Nouveau – une des pièces les plus importantes que j’ai écrites : Des fuites de l’OIAC suggèrent que les États-Unis ont bombardé la Syrie sur de fausses accusations, et les médias américains ignorent les scientifiques chevronnés qui ont contesté la dissimulation de l’intérieur. https://t.co/2Obhq99f6s
– Aaron Maté (@aaronjmate) 24 juillet 2020
Les affirmations des lanceurs d’alerte ne sont guère en contradiction avec l’image plus globale de l’OIAC. L’organisation se trouve sous la coupe de Washington depuis presque deux décennies. Le précédent chef de l’OIAC, Jose Bustani a été limogé par l’administration Bush après qu’il eut cherché à négocier des inspections supplémentaires d’armes en Irak pour enlever aux États-Unis une excuse pour lancer son invasion illégale en 2003. Furieux à l’idée que les plans états-uniens de changement de régime puissent être entravés, John Bolton, l’ambassadeur états-unien à l’ONU belliqueux, a même proféré des menaces à l’égard de Bustani : « Nous savons où vivent vos enfants. »
Trois membres au moins de l’équipe d’OIAC qui ont enquêté sur les évènements de Douma ont essayé d’avertir que les preuves qui incriminaient Assad avaient été manipulées par les responsables de l’organisation et que leurs propres recherches montraient que les coupables probables étaient des groupes djihadistes – qui espèrent probablement fabriquer un prétexte pour une intervention occidentale plus directe en Syrie pour les aider à faire tomber le gouvernement syrien.
La désinformation autour des évènements de Douma s’est tellement aggravée que Bustani lui-même a tenté récemment d’intervenir au nom des lanceurs d’alerte au Conseil de Sécurité. Dans son témoignage bloqué par les EU et le RU il a remarqué : « En dépit du danger pour eux-mêmes, ils (les lanceurs d’alerte) ont osé dénoncé des comportements possiblement irréguliers dans votre organisation [l’OIAC]. » Il a ajouté : « Écouter ce que vos propres inspecteurs ont à dire serait un important premier pas pour réparer la réputation endommagée de votre organisation.»
Argument absurde
Il y a de nombreuses raisons, par conséquent, de critiquer Monbiot pour avoir diffamé ceux qui émettaient des doutes sur les évènements de Douma, et les lanceurs d’alerte de l’OIAC. Mais ce n’est pas mon propos ici de revenir sur l’épisode Douma. Ce que je veux faire valoir a trait à Assange.

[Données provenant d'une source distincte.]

//! The opcode table.
//!
//! Every message on the wire starts with a 2-byte big-endian opcode. The
//! values below are this server's table; `End` (`0x0010`) is fixed by the
//! client and terminates a batch of concatenated messages.

use std::fmt;

use crate::ProtocolError;

/// Declares the opcode enum together with its `u16` conversions so the
/// table only has to be written once.
macro_rules! opcodes {
    ($( $(#[$doc:meta])* $name:ident = $value:literal, )*) => {
        /// A message opcode.
        #[derive(Debug, Clone, Copy, PartialEq, Eq, Hash)]
        #[repr(u16)]
        pub enum Opcode {
            $( $(#[$doc])* $name = $value, )*
        }

        impl Opcode {
            /// Returns the raw wire value.
            pub fn value(self) -> u16 {
                self as u16
            }
        }

        impl TryFrom<u16> for Opcode {
            type Error = ProtocolError;

            fn try_from(raw: u16) -> Result<Self, Self::Error> {
                match raw {
                    $( $value => Ok(Self::$name), )*
                    other => Err(ProtocolError::UnknownOpcode(other)),
                }
            }
        }
    };
}

opcodes! {
    /// Batch terminator. Carries no payload.
    End = 0x0010,
    /// Login handshake (client → server).
    Login = 0x0011,
    /// Acknowledgment (server → client).
    Ack = 0x0012,

    /// Create a stage with an explicit capacity.
    CreateStage = 0x0020,
    /// The stage the client reserved was torn down (server → client).
    StageDestruct = 0x0021,
    /// Enter a stage, pushing the current one on the navigation stack.
    EnterStage = 0x0022,
    /// Return to the previous stage.
    BackStage = 0x0023,
    /// Move to a stage without the hub introduction.
    MoveStage = 0x0024,
    /// Leave notification; the server takes no action.
    LeaveStage = 0x0025,
    /// Lock the current stage (reply only).
    LockStage = 0x0026,
    /// Dissolve the held reservation stage.
    UnlockStage = 0x0027,
    /// Reserve a slot or toggle readiness.
    ReserveStage = 0x0028,
    /// Drop the held reservation.
    UnreserveStage = 0x0029,
    /// Set or stage a room password.
    SetStagePass = 0x002A,
    /// Block until a stage binary is published.
    WaitStageBinary = 0x002B,
    /// Publish a stage binary.
    SetStageBinary = 0x002C,
    /// Fetch a stage binary.
    GetStageBinary = 0x002D,
    /// List joinable quest and personal stages.
    EnumerateStage = 0x002E,

    /// Spawn an object in the current stage.
    CreateObject = 0x0030,
    /// Remove an object.
    DeleteObject = 0x0031,
    /// Move an object.
    PositionObject = 0x0032,
    /// Describe an existing object (server → client).
    DuplicateObject = 0x0033,
    /// Drop every object from the previous stage (server → client).
    CleanupObject = 0x0034,

    /// Announce a character (server → client).
    InsertUser = 0x0040,
    /// Announce a character's departure (server → client).
    DeleteUser = 0x0041,
    /// Publish one of the caller's character binary parts.
    SetUserBinary = 0x0042,
    /// Fetch a character binary part.
    GetUserBinary = 0x0043,
    /// A character binary part changed (server → client).
    NotifyUserBinary = 0x0044,

    /// Load a character's house layout.
    LoadHouse = 0x0100,
    /// Save the caller's house interior.
    UpdateInterior = 0x0101,
    /// Load the caller's trophy data.
    GetMyhouseInfo = 0x0102,
    /// Save the caller's trophy data.
    UpdateMyhouseInfo = 0x0103,
    /// Load decoration presets.
    LoadDecoMyset = 0x0104,
    /// Save decoration presets.
    SaveDecoMyset = 0x0105,
    /// List houses. Answered with an empty success.
    EnumerateHouse = 0x0106,
    /// List the caller's titles.
    EnumerateTitle = 0x0107,
    /// Achievement progress notification. Expects no reply.
    AddAchievement = 0x0110,
}

impl fmt::Display for Opcode {
    fn fmt(&self, f: &mut fmt::Formatter<'_>) -> fmt::Result {
        write!(f, "{:?}({:#06x})", self, self.value())
    }
}

#[cfg(test)]
mod tests {
    use super::*;

    #[test]
    fn test_end_opcode_is_fixed_terminator() {
        assert_eq!(Opcode::End.value(), 0x0010);
    }

    #[test]
    fn test_try_from_known_value() {
        assert_eq!(Opcode::try_from(0x0022).unwrap(), Opcode::EnterStage);
    }

    #[test]
    fn test_try_from_unknown_value_returns_error() {
        let result = Opcode::try_from(0xBEEF);
        assert!(matches!(result, Err(ProtocolError::UnknownOpcode(0xBEEF))));
    }

    #[test]
    fn test_display_includes_hex_value() {
        assert_eq!(Opcode::Ack.to_string(), "Ack(0x0012)");
    }
}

En déclarant qu’il n’a pas le temps de défendre Assange, Monbiot avance implicitement l’argument selon lequel s’opposer à l’actuelle guerre ouverte des États-Unis contre le journalisme a une moindre priorité que de diffamer les lanceurs d’alerte de l’OIAC ; que bafouer et réduire au silence les sceptiques de Douma est l’une de ces « centaines de questions cruciales » plus importante que de d’empêcher Assange de passer le reste de sa vie en prison, et plus importante que de sauver le journalisme d’investigation de cette agression des plus graves menée par les États-Unis.
Pour comprendre à quel point l’argument de Monbiot est absurde, notons que la seule façon de pouvoir un jour régler correctement le cas Douma – sans régurgiter les affirmations des services du renseignement états-uniens et britanniques, comme le fait Monbiot – c’est que quelqu’un réussisse à faire fuiter les communications confidentielles sur Douma entre l’administration états-unienne et les dirigeants de l’OIAC. Cela nous permettrait de savoir qui dit la vérité, les lanceurs d’alerte de l’OIAC ou les costards-cravates au siège social. Les lanceurs d’alerte ont déjà affirmé que des officiels états-uniens se sont invités à une réunion de l’OIAC à l’improviste et en violation du statut indépendant de l’organisme dans le but de faire pression sur le personnel.
On ne pourra apprendre la vérité avec certitude que s’il y a une fuite de documents – à destination d’une organisation comme le groupe d’Assange, Wilkileaks.
La guerre contre Assange n’est pas seulement une guerre au journalisme. C’est aussi une guerre aux lanceurs d’alerte qui ont aidé les journalistes et Wikileaks à parvenir à la vérité. Ce qui dépend de l’issue du procès d’Assange, ce n’est pas seulement son sort personnel, mais la capacité même du journalisme de puiser dans des sources proches des centres de pouvoir. En abandonnant Assange, nous abandonnons tout espoir de découvrir la vérité sur toute une série de questions des plus pressantes auxquelles nous sommes confrontés.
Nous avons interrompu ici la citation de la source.